# A/B Testing and Udacity Website
Yuanjing Zhu\
Netid: yz792

In [17]:
import numpy as np
import pandas as pd
import matplotlib.pyplot as plt
import seaborn as sns
import warnings
warnings.filterwarnings('ignore')

# Exercise 1: load the data

In [18]:
df_treatment = pd.read_csv('https://github.com/nickeubank/MIDS_Data/blob/master'
                           '/udacity_AB_testing/experiment_data.csv?raw=true')
df_control = pd.read_csv('https://github.com/nickeubank/MIDS_Data/blob/master'
                         '/udacity_AB_testing/control_data.csv?raw=true')

# Exercise 2: explore the data

In [19]:
df_treatment.sample(5)

Unnamed: 0,Date,Pageviews,Clicks,Enrollments,Payments
4,"Wed, Oct 15",9793,832,140.0,94.0
31,"Tue, Nov 11",9931,831,,
5,"Thu, Oct 16",9500,788,129.0,61.0
13,"Fri, Oct 24",9402,697,194.0,94.0
27,"Fri, Nov 7",9272,767,,


In [20]:
df_control.sample(5)

Unnamed: 0,Date,Pageviews,Clicks,Enrollments,Payments
20,"Fri, Oct 31",8890,706,174.0,101.0
15,"Sun, Oct 26",8896,708,161.0,104.0
35,"Sat, Nov 15",8630,743,,
8,"Sun, Oct 19",8459,691,131.0,60.0
34,"Fri, Nov 14",9192,735,,


In [21]:
print(f"The shape of the treatment dataframe is {df_treatment.shape}.")
print(f"The shape of the control dataframe is {df_control.shape}.")

The shape of the treatment dataframe is (37, 5).
The shape of the control dataframe is (37, 5).


Unit of observation: website traffic and payment information of Udacity website in a single day.
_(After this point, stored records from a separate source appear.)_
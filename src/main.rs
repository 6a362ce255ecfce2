//! Demo server on port 10000.
//!
//! Run with:
//!   RUST_LOG=ponte=debug cargo run
//!
//! Try:
//!   curl http://localhost:10000/retornarStruct
//!   curl http://localhost:10000/retornarUsuarioAleatorio
//!   curl http://localhost:10000/retornarPokemon/pikachu

use ponte::{Config, Server, routes};
use tracing_subscriber::EnvFilter;

#[tokio::main]
async fn main() -> Result<(), ponte::Error> {
    tracing_subscriber::fmt()
        .with_env_filter(
            EnvFilter::try_from_default_env().unwrap_or_else(|_| EnvFilter::new("ponte=info")),
        )
        .init();

    let config = Config::default();
    let app = routes::router(&config)?;

    Server::bind(&config.addr)?.serve(app).await
}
# Exercise 3: stack into a single dataframe

In [22]:
df_treatment.loc[:,'treatment'] = 1
df_control.loc[:,'treatment'] = 0
df_all = pd.concat([df_treatment, df_control]).reset_index(drop=True)
df_all.head()

Unnamed: 0,Date,Pageviews,Clicks,Enrollments,Payments,treatment
0,"Sat, Oct 11",7716,686,105.0,34.0,1
1,"Sun, Oct 12",9288,785,116.0,91.0,1
2,"Mon, Oct 13",10480,884,145.0,79.0,1
3,"Tue, Oct 14",9867,827,138.0,92.0,1
4,"Wed, Oct 15",9793,832,140.0,94.0,1


# Exercise 4

-  What outcome are they hoping will be impacted by their manipulation? / What is your Overall Evaluation Criterion (OEC)?

They are hoping to increase the percentage of students who enroll in the free trial, and ultimately buy and complete the course. 

Therefore, the OEC is **(enrollment-payment)/click counts**

# Exercise 5: Sanity Checks

- Given Udacity’s goals, what outcome are they hoping will not be impacted by their manipulation?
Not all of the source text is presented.